Challenging Chook-Lit

sunburnt countryBook Review:  The Sunburnt Country by Fiona Palmer

I received this book via a Goodreads comp. For you unaware, the spirit of those competitions is to read and review the books. This was back in June, 2013. I started the book several times and found it very difficult to get into, but on about the 10th attempt, I determinedly finished it this week. Unfortunately, this gives you some indication of how I will be rating this rural romance. (I much prefer the ‘chook-lit’ tag.)
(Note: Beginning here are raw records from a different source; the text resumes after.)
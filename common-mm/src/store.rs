use std::collections::HashMap;
use std::sync::atomic::{AtomicU64, Ordering};
use std::sync::Arc;
use std::time::{Duration, Instant};

use tokio::sync::RwLock;
use tracing::debug;

use crate::error::EngineError;
use crate::ticket::Ticket;

pub const STORE_URL_ENV: &str = "MM_STORE_URL";

const DEFAULT_STORE_URL: &str = "redis://127.0.0.1:6379";
const DEFAULT_TICKET_TTL_SECS: u64 = 600;

/// Ticket store configuration.
#[derive(Debug, Clone)]
pub struct StoreConfig {
    /// Backing store endpoint, from `MM_STORE_URL`.
    pub store_url: String,
    /// Ticket records expire after this long if still pooled.
    pub ticket_ttl: Duration,
}

impl Default for StoreConfig {
    fn default() -> Self {
        Self {
            store_url: DEFAULT_STORE_URL.to_string(),
            ticket_ttl: Duration::from_secs(DEFAULT_TICKET_TTL_SECS),
        }
    }
}

impl StoreConfig {
    pub fn from_env() -> Self {
        Self {
            store_url: std::env::var(STORE_URL_ENV)
                .unwrap_or_else(|_| DEFAULT_STORE_URL.to_string()),
            ticket_ttl: Duration::from_secs(DEFAULT_TICKET_TTL_SECS),
        }
    }
}

/// Counters for store traffic, exposed for dashboards and tests.
#[derive(Debug, Default)]
pub struct StoreMetrics {
    pub tickets_written: AtomicU64,
    pub tickets_expired: AtomicU64,
    pub pool_inserts: AtomicU64,
    pub pool_removals: AtomicU64,
}

impl StoreMetrics {
    pub fn get_stats(&self) -> (u64, u64, u64, u64) {
        (
            self.tickets_written.load(Ordering::Relaxed),
            self.tickets_expired.load(Ordering::Relaxed),
            self.pool_inserts.load(Ordering::Relaxed),
            self.pool_removals.load(Ordering::Relaxed),
        )
    }
}

#[derive(Debug, Clone)]
struct StoredTicket {
    ticket: Ticket,
    expires_at: Instant,
}

#[derive(Debug, Clone)]
struct PoolEntry {
    ticket_id: String,
    score: f64,
    seq: u64,
}

/// Per-mode pool: ticket ids ordered by (score, insertion sequence).
#[derive(Debug, Default)]
struct Pool {
    entries: Vec<PoolEntry>,
    next_seq: u64,
}

impl Pool {
    fn position_for(&self, score: f64, seq: u64) -> usize {
        self.entries
            .partition_point(|e| (e.score, e.seq) < (score, seq))
    }

    fn insert(&mut self, ticket_id: &str, score: f64) {
        if let Some(existing) = self.entries.iter().position(|e| e.ticket_id == ticket_id) {
            if self.entries[existing].score == score {
                return;
            }
            self.entries.remove(existing);
        }
        let seq = self.next_seq;
        self.next_seq += 1;
        let at = self.position_for(score, seq);
        self.entries.insert(
            at,
            PoolEntry {
                ticket_id: ticket_id.to_string(),
                score,
                seq,
            },
        );
    }

    fn remove_many(&mut self, ticket_ids: &[String]) -> usize {
        let before = self.entries.len();
        self.entries
            .retain(|e| !ticket_ids.iter().any(|id| id == &e.ticket_id));
        before - self.entries.len()
    }

    fn pop_min(&mut self) -> Option<(String, f64)> {
        if self.entries.is_empty() {
            return None;
        }
        let entry = self.entries.remove(0);
        Some((entry.ticket_id, entry.score))
    }

    fn range_by_score(&self, min: f64, max: f64) -> Vec<String> {
        self.entries
            .iter()
            .filter(|e| e.score >= min && e.score <= max)
            .map(|e| e.ticket_id.clone())
            .collect()
    }

    fn contains(&self, ticket_id: &str) -> bool {
        self.entries.iter().any(|e| e.ticket_id == ticket_id)
    }
}

/// Ticket records plus per-mode skill-ordered pools.
///
/// In-memory backend; the operation set mirrors a hash-map-plus-sorted-set
/// deployment behind `store_url`, so a shared store can slot in without
/// touching callers. Every method is individually atomic; cross-operation
/// consistency is the scheduler's job (it is the pool's unique remover).
#[derive(Debug, Clone)]
pub struct TicketStore {
    tickets: Arc<RwLock<HashMap<String, StoredTicket>>>,
    pools: Arc<RwLock<HashMap<String, Pool>>>,
    metrics: Arc<StoreMetrics>,
    config: StoreConfig,
}

impl Default for TicketStore {
    fn default() -> Self {
        Self::new(StoreConfig::default())
    }
}

impl TicketStore {
    pub fn new(config: StoreConfig) -> Self {
        Self {
            tickets: Arc::new(RwLock::new(HashMap::new())),
            pools: Arc::new(RwLock::new(HashMap::new())),
            metrics: Arc::new(StoreMetrics::default()),
            config,
        }
    }

    pub fn metrics(&self) -> Arc<StoreMetrics> {
        Arc::clone(&self.metrics)
    }

    /// Write a ticket record with the configured TTL.
    pub async fn put_ticket(&self, ticket: &Ticket) -> Result<(), EngineError> {
        let mut tickets = self.tickets.write().await;
        tickets.insert(
            ticket.ticket_id.clone(),
            StoredTicket {
                ticket: ticket.clone(),
                expires_at: Instant::now() + self.config.ticket_ttl,
            },
        );
        self.metrics.tickets_written.fetch_add(1, Ordering::Relaxed);
        Ok(())
    }

    /// Fetch a ticket record. Expired records behave as missing.
    pub async fn get_ticket(&self, ticket_id: &str) -> Result<Option<Ticket>, EngineError> {
        let tickets = self.tickets.read().await;
        Ok(tickets
            .get(ticket_id)
            .filter(|stored| stored.expires_at > Instant::now())
            .map(|stored| stored.ticket.clone()))
    }

    pub async fn delete_ticket(&self, ticket_id: &str) -> Result<(), EngineError> {
        let mut tickets = self.tickets.write().await;
        tickets.remove(ticket_id);
        Ok(())
    }

    /// Insert a ticket id into a mode's pool. Idempotent on (id, score);
    /// re-inserting with a different score repositions the entry.
    pub async fn pool_insert(
        &self,
        mode: &str,
        ticket_id: &str,
        score: f64,
    ) -> Result<(), EngineError> {
        let mut pools = self.pools.write().await;
        pools.entry(mode.to_string()).or_default().insert(ticket_id, score);
        self.metrics.pool_inserts.fetch_add(1, Ordering::Relaxed);
        Ok(())
    }

    /// Remove the given ids from a mode's pool in one atomic step, returning
    /// how many were actually present. A count below `ticket_ids.len()`
    /// means a competitor removed some first; nothing is rolled back here.
    pub async fn pool_remove_many(
        &self,
        mode: &str,
        ticket_ids: &[String],
    ) -> Result<usize, EngineError> {
        let mut pools = self.pools.write().await;
        let removed = match pools.get_mut(mode) {
            Some(pool) => pool.remove_many(ticket_ids),
            None => 0,
        };
        self.metrics
            .pool_removals
            .fetch_add(removed as u64, Ordering::Relaxed);
        Ok(removed)
    }

    /// Ids whose score lies in `[min, max]`, ascending by score with ties in
    /// insertion order.
    pub async fn pool_range_by_score(
        &self,
        mode: &str,
        min: f64,
        max: f64,
    ) -> Result<Vec<String>, EngineError> {
        let pools = self.pools.read().await;
        Ok(pools
            .get(mode)
            .map(|pool| pool.range_by_score(min, max))
            .unwrap_or_default())
    }

    /// Pop the lowest-scored entry, the anchor of a matchmaking round.
    pub async fn pool_pop_min(&self, mode: &str) -> Result<Option<(String, f64)>, EngineError> {
        let mut pools = self.pools.write().await;
        let popped = pools.get_mut(mode).and_then(|pool| pool.pop_min());
        if popped.is_some() {
            self.metrics.pool_removals.fetch_add(1, Ordering::Relaxed);
        }
        Ok(popped)
    }

    pub async fn pool_size(&self, mode: &str) -> Result<usize, EngineError> {
        let pools = self.pools.read().await;
        Ok(pools.get(mode).map(|pool| pool.entries.len()).unwrap_or(0))
    }

    pub async fn pool_contains(&self, mode: &str, ticket_id: &str) -> Result<bool, EngineError> {
        let pools = self.pools.read().await;
        Ok(pools
            .get(mode)
            .map(|pool| pool.contains(ticket_id))
            .unwrap_or(false))
    }

    /// Drop expired ticket records and their pool entries. Returns how many
    /// records were reaped.
    pub async fn cleanup_expired(&self) -> Result<u64, EngineError> {
        let now = Instant::now();
        let expired: Vec<String> = {
            let tickets = self.tickets.read().await;
            tickets
                .iter()
                .filter(|(_, stored)| stored.expires_at <= now)
                .map(|(id, _)| id.clone())
                .collect()
        };
        if expired.is_empty() {
            return Ok(0);
        }

        {
            let mut tickets = self.tickets.write().await;
            for id in &expired {
                tickets.remove(id);
            }
        }
        {
            let mut pools = self.pools.write().await;
            for pool in pools.values_mut() {
                pool.remove_many(&expired);
            }
        }

        self.metrics
            .tickets_expired
            .fetch_add(expired.len() as u64, Ordering::Relaxed);
        debug!(count = expired.len(), "reaped expired tickets");
        Ok(expired.len() as u64)
    }
}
The first issue I had, I guess, is the setting. I’m still to be won over completely with the genre. I don’t know if this is because I’ve lived in rural locations myself and the Utopian way they are portrayed in chook-lit sometimes sets my teeth on edge. Even ‘seachange’ books tend to have a nasty small-minded busybody or something. This book makes sure that all the goodies are in the bush/country town/outback and the baddies are in the city.

If I ignore the perfection of the small country town as expected poetic licence of the genre, the next obstacle to get over was the hero and heroine’s love of cars. If you like cars and touring car racing, you’ll probably be in heaven. Unfortunately, my eyes glazed over.

Some people love talking engines and whatnot though, so I can’t disrespect the book over it, therefore I’ll move on to complaining about the conflict.

The romantic pairing couldn’t be together because he was a temporary bank manager who usually lived in the city, and she could never leave her hometown or be with someone who worked for a bank. Newsflash, it’s 2015 (or 2012 as it was set). People do not blame the temporary bank manager for all their financial woes, and long distance romances where the couple eventually negotiate and compromise on where to settle are the norm. I’m sorry, I just didn’t find this a serious enough conflict to carry the length of the book.

Jonny, our heroine, is quite nice and capable, but I found the leading man (Dan) to be a little weak. I don’t expect every hero to be on a white stallion saving the damsel in distress, but… Something other than him sorting out Jonny’s friend Ryan’s invoices would have been nice.

And in mentioning Ryan… His character annoyed me until I just wanted to punch him. He added nothing to the plot or characterisation of our leading couple. He was completely unnecessary. Yet he was used so many times, I wouldn’t have known I was supposed to be rooting for Dan if the book hadn’t been written from Dan’s point of view in alternate chapters, thus giving me the hint!

In fact, there were too many supporting characters overall. Palmer should have saved them all for another book. I didn’t really give two hoots about ol’ Coot, Jean at the bank, or Dennis at the pub, to be honest.

Again, I would have probably tolerated all this if not for the lack of plot… Nothing happened. Actually, I lie, lots happened, but none of it moved the plot along. Random car accidents, and farm accidents, and suicide attempts, and fancy dress parties, and… It was like a soap opera where we moved from drama to drama but the characters were still in the same place after each incident.

The writing is very Australian. Usually something I like, but in this case it couldn’t save it.

Yes, I feel terrible about the bad review, but I know Fiona Palmer can do better (Sunnyvale Girls is so superior) and 2 out of 5 is all I can justify for this one.